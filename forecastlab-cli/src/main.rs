//! ForecastLab CLI — fetch, feature-building, training and scenario commands.
//!
//! Commands:
//! - `fetch-eia` — pull one EIA v2 series and write it as `date,<column>` CSV
//! - `fetch-agsi` — pull AGSI+ aggregated storage and write it as `date,level_pct` CSV
//! - `merge-ais` — count AIS vessel events per day into an auxiliary source file
//! - `build-features` — align sources, synthesize features and targets, write the table
//! - `train` — walk-forward backtest and refit every (horizon, model) from the saved table
//! - `run` — `build-features` followed by `train`, in one process
//! - `scenario` — re-predict recent rows under additive feature shocks

use anyhow::{Context, Result};
use chrono::NaiveDate;
use clap::{Args, Parser, Subcommand};
use std::path::{Path, PathBuf};
use std::process::ExitCode;
use tracing::{debug, warn};
use tracing_subscriber::EnvFilter;

use forecastlab_core::data::{
    aggregate_ais, read_series_csv, write_series_csv, AgsiClient, AgsiQuery, AisOptions,
    DataError, EiaClient, EiaQuery,
};
use forecastlab_runner::scenario::DEFAULT_SCENARIO_ROWS;
use forecastlab_runner::{ModelKind, PipelineConfig, RunSummary, ShockSet};

#[derive(Parser)]
#[command(
    name = "forecastlab",
    about = "ForecastLab CLI — leakage-safe daily features and walk-forward forecasting"
)]
struct Cli {
    /// Pipeline config (TOML).
    #[arg(long, global = true, default_value = "forecastlab.toml")]
    config: PathBuf,

    #[command(subcommand)]
    command: Commands,
}

#[derive(Subcommand)]
enum Commands {
    /// Fetch one EIA v2 series (needs EIA_API_KEY) and write it as CSV.
    FetchEia {
        /// Route under the v2 root, e.g. natural-gas/pri/fut/data.
        #[arg(long)]
        route: String,

        /// Series facet, e.g. RNGWHHD.
        #[arg(long)]
        series: String,

        /// Output column name.
        #[arg(long)]
        column: String,

        /// Start date (YYYY-MM-DD).
        #[arg(long, default_value = "2015-01-01")]
        start: String,

        /// End date (YYYY-MM-DD). Defaults to the latest available.
        #[arg(long)]
        end: Option<String>,

        /// Output CSV path.
        #[arg(long)]
        out: PathBuf,
    },
    /// Fetch AGSI+ gas storage fill levels (needs AGSI_API_KEY) and write them as CSV.
    FetchAgsi {
        /// Country or region code.
        #[arg(long, default_value = "EU")]
        country: String,

        /// Start date (YYYY-MM-DD).
        #[arg(long, default_value = "2017-01-01")]
        from: String,

        /// End date (YYYY-MM-DD). Defaults to today.
        #[arg(long)]
        to: Option<String>,

        /// `date,level_pct` CSV copied to the output when no API key is set.
        #[arg(long)]
        fallback: Option<PathBuf>,

        /// Output CSV path.
        #[arg(long, default_value = "data/external/eu_storage.csv")]
        out: PathBuf,
    },
    /// Aggregate AIS vessel-event CSVs into daily counts.
    MergeAis {
        /// Event CSV files (repeatable).
        #[arg(long = "input", required = true, num_args = 1..)]
        inputs: Vec<PathBuf>,

        /// Timestamp column; time, datetime and ts are tried when absent.
        #[arg(long, default_value = "timestamp")]
        time_col: String,

        /// Event type column; departures and arrivals match DEP and ARR.
        #[arg(long, default_value = "event_type")]
        event_col: String,

        /// Output CSV path.
        #[arg(long, default_value = "data/external/ais_daily.csv")]
        out: PathBuf,
    },
    /// Build and persist the trainable feature table.
    BuildFeatures {
        #[command(flatten)]
        overrides: TrainingOverrides,
    },
    /// Backtest and refit every configured model from the saved feature table.
    Train {
        #[command(flatten)]
        overrides: TrainingOverrides,
    },
    /// Build features and train in one go.
    Run {
        #[command(flatten)]
        overrides: TrainingOverrides,
    },
    /// Re-predict the most recent rows with shocked features.
    Scenario {
        /// Model id: mean, ridge, rf, gbm (hgb is accepted for gbm).
        #[arg(long)]
        model: ModelKind,

        /// Forecast horizon in days.
        #[arg(long)]
        horizon: u32,

        /// JSON object of column deltas, or @path to a JSON file.
        #[arg(long, default_value = "{}")]
        shocks: String,

        /// Trailing rows to re-predict (0 for all).
        #[arg(long, default_value_t = DEFAULT_SCENARIO_ROWS)]
        rows: usize,
    },
}

/// Flags that override the `[training]` section.
#[derive(Args, Default)]
struct TrainingOverrides {
    /// Forecast horizons in days, comma-separated.
    #[arg(long, value_delimiter = ',')]
    horizons: Option<Vec<u32>>,

    /// Models to evaluate, comma-separated.
    #[arg(long, value_delimiter = ',')]
    models: Option<Vec<ModelKind>>,

    /// Minimum rows in the first training window.
    #[arg(long)]
    min_train_days: Option<usize>,

    /// Rows added to the training window per fold.
    #[arg(long)]
    step: Option<usize>,

    /// Trailing rows predicted by the refit model (0 for all).
    #[arg(long)]
    forecast_rows: Option<usize>,
}

impl TrainingOverrides {
    fn apply(self, config: &mut PipelineConfig) {
        let training = &mut config.training;
        if let Some(horizons) = self.horizons {
            training.horizons = horizons;
        }
        if let Some(models) = self.models {
            training.models = models;
        }
        if let Some(min_train_days) = self.min_train_days {
            training.min_train_days = min_train_days;
        }
        if let Some(step) = self.step {
            training.step = step;
        }
        if let Some(forecast_rows) = self.forecast_rows {
            training.forecast_rows = forecast_rows;
        }
    }
}

fn main() -> ExitCode {
    init_tracing();
    let cli = Cli::parse();

    match dispatch(cli) {
        Ok(()) => ExitCode::SUCCESS,
        Err(e) => {
            eprintln!("error: {e:#}");
            ExitCode::from(2)
        }
    }
}

fn init_tracing() {
    let filter = EnvFilter::try_from_default_env().unwrap_or_else(|_| EnvFilter::new("info"));
    tracing_subscriber::fmt()
        .with_env_filter(filter)
        .with_writer(std::io::stderr)
        .with_target(false)
        .init();
}

fn dispatch(cli: Cli) -> Result<()> {
    match cli.command {
        Commands::FetchEia {
            route,
            series,
            column,
            start,
            end,
            out,
        } => run_fetch(route, series, column, &start, end.as_deref(), out),
        Commands::FetchAgsi {
            country,
            from,
            to,
            fallback,
            out,
        } => run_fetch_agsi(country, &from, to.as_deref(), fallback.as_deref(), &out),
        Commands::MergeAis {
            inputs,
            time_col,
            event_col,
            out,
        } => {
            let options = AisOptions {
                time_column: time_col,
                event_column: event_col,
            };
            let daily = aggregate_ais(&inputs, &options)?;
            write_series_csv(&daily, &out)?;
            println!("Wrote {} days of AIS counts to {}", daily.len(), out.display());
            Ok(())
        }
        Commands::BuildFeatures { overrides } => {
            let config = load_config(&cli.config, overrides)?;
            let table = forecastlab_runner::build_features(&config)?;
            println!(
                "Feature table: {} ({} rows, {} features)",
                config.output.features_file.display(),
                table.height(),
                table.feature_names().len()
            );
            Ok(())
        }
        Commands::Train { overrides } => {
            let config = load_config(&cli.config, overrides)?;
            let table = forecastlab_runner::load_features(&config)?;
            let summary = forecastlab_runner::train(&config, &table)?;
            print_summary(&summary, &config);
            Ok(())
        }
        Commands::Run { overrides } => {
            let config = load_config(&cli.config, overrides)?;
            let summary = forecastlab_runner::run(&config)?;
            print_summary(&summary, &config);
            Ok(())
        }
        Commands::Scenario {
            model,
            horizon,
            shocks,
            rows,
        } => {
            let config = load_config(&cli.config, TrainingOverrides::default())?;
            let shocks = ShockSet::parse(&shocks)?;
            let path = forecastlab_runner::scenario(&config, model, horizon, &shocks, rows)?;
            println!("Scenario written to: {}", path.display());
            Ok(())
        }
    }
}

fn load_config(path: &Path, overrides: TrainingOverrides) -> Result<PipelineConfig> {
    let mut config = PipelineConfig::from_file(path)?;
    overrides.apply(&mut config);
    config.validate()?;
    let hash = config.config_hash()?;
    debug!(path = %path.display(), %hash, "loaded config");
    Ok(config)
}

fn run_fetch(
    route: String,
    series: String,
    column: String,
    start: &str,
    end: Option<&str>,
    out: PathBuf,
) -> Result<()> {
    let start = parse_day(start)?;
    let mut query = EiaQuery::daily(route, series, start);
    query.end = end.map(parse_day).transpose()?;

    let client = EiaClient::from_env()?;
    let fetched = client.fetch(&query, &column)?;
    write_series_csv(&fetched, &out)?;
    println!(
        "Wrote {} rows of '{}' to {}",
        fetched.len(),
        column,
        out.display()
    );
    Ok(())
}

fn run_fetch_agsi(
    country: String,
    from: &str,
    to: Option<&str>,
    fallback: Option<&Path>,
    out: &Path,
) -> Result<()> {
    let from = parse_day(from)?;
    let to = match to {
        Some(to) => parse_day(to)?,
        None => chrono::Local::now().date_naive(),
    };

    let storage = match (AgsiClient::from_env(), fallback) {
        (Ok(client), _) => client.fetch(&AgsiQuery::new(country, from, to), "eu")?,
        (Err(DataError::AuthenticationRequired(reason)), Some(fallback)) => {
            warn!(%reason, fallback = %fallback.display(), "no AGSI key, using fallback file");
            read_series_csv(fallback, "eu")?
        }
        (Err(e), _) => return Err(e.into()),
    };
    write_series_csv(&storage, out)?;
    println!("Wrote {} rows of 'level_pct' to {}", storage.len(), out.display());
    Ok(())
}

fn parse_day(s: &str) -> Result<NaiveDate> {
    NaiveDate::parse_from_str(s, "%Y-%m-%d").with_context(|| format!("invalid date '{s}'"))
}

fn print_summary(summary: &RunSummary, config: &PipelineConfig) {
    println!();
    println!("=== Walk-forward Summary ===");
    println!("Anchor:        {}", summary.anchor);
    println!("Seed:          {}", summary.seed);
    println!("Dataset hash:  {}", summary.dataset_hash);
    println!();
    println!(
        "{:<8} {:<6} {:>8} {:>6} {:>10} {:>10} {:>9}",
        "Horizon", "Model", "Rows", "Folds", "MAE", "RMSE", "MAPE"
    );
    println!("{}", "-".repeat(63));
    for run in &summary.runs {
        let mape = run
            .metrics
            .mape
            .map(|m| format!("{m:.2}%"))
            .unwrap_or_else(|| "n/a".to_string());
        println!(
            "{:<8} {:<6} {:>8} {:>6} {:>10.4} {:>10.4} {:>9}",
            run.horizon,
            run.model.id(),
            run.trainable_rows,
            run.folds,
            run.metrics.mae,
            run.metrics.rmse,
            mape
        );
    }
    println!();
    println!("Artifacts saved to: {}", config.output.dir.display());
}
◆ ◆ ◆
Find and copy each line above that includes the string "PathBuf".

ANSWER TO THIS TASK:
use std::path::{Path, PathBuf};
    config: PathBuf,
        out: PathBuf,
        fallback: Option<PathBuf>,
        out: PathBuf,
        inputs: Vec<PathBuf>,
        out: PathBuf,
    out: PathBuf,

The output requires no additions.